◆ Task goal
Which lines of the records below contain the string "TrendFilter"? Report each of them.

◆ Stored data
━━━━━━━━━━

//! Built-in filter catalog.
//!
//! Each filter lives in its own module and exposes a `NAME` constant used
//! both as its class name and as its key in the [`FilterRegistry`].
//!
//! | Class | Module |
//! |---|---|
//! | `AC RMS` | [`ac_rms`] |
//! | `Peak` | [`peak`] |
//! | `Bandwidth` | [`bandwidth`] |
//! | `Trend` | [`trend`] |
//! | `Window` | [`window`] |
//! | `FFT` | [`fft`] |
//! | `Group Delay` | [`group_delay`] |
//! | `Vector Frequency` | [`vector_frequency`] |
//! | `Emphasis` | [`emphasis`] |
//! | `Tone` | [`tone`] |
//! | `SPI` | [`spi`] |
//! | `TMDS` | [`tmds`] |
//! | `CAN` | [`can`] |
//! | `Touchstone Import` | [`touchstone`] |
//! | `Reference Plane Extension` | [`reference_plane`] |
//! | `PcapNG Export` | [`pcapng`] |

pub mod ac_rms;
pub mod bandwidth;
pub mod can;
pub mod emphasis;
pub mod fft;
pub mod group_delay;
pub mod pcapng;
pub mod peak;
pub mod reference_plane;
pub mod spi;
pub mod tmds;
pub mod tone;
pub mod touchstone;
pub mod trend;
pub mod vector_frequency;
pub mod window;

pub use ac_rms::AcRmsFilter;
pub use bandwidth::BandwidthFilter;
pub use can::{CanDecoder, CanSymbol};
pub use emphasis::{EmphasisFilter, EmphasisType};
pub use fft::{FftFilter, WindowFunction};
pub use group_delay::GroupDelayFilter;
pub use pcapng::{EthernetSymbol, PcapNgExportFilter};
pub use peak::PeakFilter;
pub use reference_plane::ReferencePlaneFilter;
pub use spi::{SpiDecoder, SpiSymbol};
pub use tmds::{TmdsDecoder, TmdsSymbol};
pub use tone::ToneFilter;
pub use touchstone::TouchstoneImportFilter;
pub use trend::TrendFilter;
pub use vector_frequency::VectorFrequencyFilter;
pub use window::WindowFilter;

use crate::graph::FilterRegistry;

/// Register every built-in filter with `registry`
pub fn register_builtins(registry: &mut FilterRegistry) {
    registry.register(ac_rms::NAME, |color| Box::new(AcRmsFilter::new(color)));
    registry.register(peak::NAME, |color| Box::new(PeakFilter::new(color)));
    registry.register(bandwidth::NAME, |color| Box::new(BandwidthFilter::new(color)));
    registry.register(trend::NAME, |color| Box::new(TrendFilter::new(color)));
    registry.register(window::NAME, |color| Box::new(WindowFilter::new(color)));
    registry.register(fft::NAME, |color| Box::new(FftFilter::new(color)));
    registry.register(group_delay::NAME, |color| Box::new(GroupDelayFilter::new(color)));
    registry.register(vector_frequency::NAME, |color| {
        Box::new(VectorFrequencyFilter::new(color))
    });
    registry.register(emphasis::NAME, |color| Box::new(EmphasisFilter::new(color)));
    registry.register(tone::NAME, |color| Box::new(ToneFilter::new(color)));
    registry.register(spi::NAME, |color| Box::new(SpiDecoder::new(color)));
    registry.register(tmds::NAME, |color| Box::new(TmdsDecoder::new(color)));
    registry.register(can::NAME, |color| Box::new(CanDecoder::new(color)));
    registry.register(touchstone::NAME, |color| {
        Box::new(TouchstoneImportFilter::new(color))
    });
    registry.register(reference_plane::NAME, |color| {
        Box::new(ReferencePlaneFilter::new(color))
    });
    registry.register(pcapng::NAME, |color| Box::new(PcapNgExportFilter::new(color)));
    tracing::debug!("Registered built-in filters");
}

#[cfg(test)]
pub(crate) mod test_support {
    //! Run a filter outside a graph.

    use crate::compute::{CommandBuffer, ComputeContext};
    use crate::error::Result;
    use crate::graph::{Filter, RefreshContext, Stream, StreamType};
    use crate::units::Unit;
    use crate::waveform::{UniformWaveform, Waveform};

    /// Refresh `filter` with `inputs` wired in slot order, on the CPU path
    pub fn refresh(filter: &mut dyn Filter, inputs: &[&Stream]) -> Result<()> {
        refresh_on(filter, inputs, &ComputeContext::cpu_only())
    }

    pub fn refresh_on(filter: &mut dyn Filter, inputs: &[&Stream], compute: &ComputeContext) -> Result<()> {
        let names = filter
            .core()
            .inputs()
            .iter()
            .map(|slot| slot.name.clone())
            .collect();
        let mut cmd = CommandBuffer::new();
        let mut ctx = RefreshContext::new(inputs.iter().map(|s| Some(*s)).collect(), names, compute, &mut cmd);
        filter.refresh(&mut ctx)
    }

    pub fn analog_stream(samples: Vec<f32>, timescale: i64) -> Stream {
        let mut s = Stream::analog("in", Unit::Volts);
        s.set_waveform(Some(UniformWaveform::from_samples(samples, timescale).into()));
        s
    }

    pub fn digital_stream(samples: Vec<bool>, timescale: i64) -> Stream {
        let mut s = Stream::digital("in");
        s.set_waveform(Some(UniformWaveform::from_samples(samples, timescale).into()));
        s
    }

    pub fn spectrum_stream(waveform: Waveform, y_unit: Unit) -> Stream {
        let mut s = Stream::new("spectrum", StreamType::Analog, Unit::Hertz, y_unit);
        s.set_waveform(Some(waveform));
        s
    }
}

━━━━━━━━━━

◆ Solution for this exercise
pub use trend::TrendFilter;
    registry.register(trend::NAME, |color| Box::new(TrendFilter::new(color)));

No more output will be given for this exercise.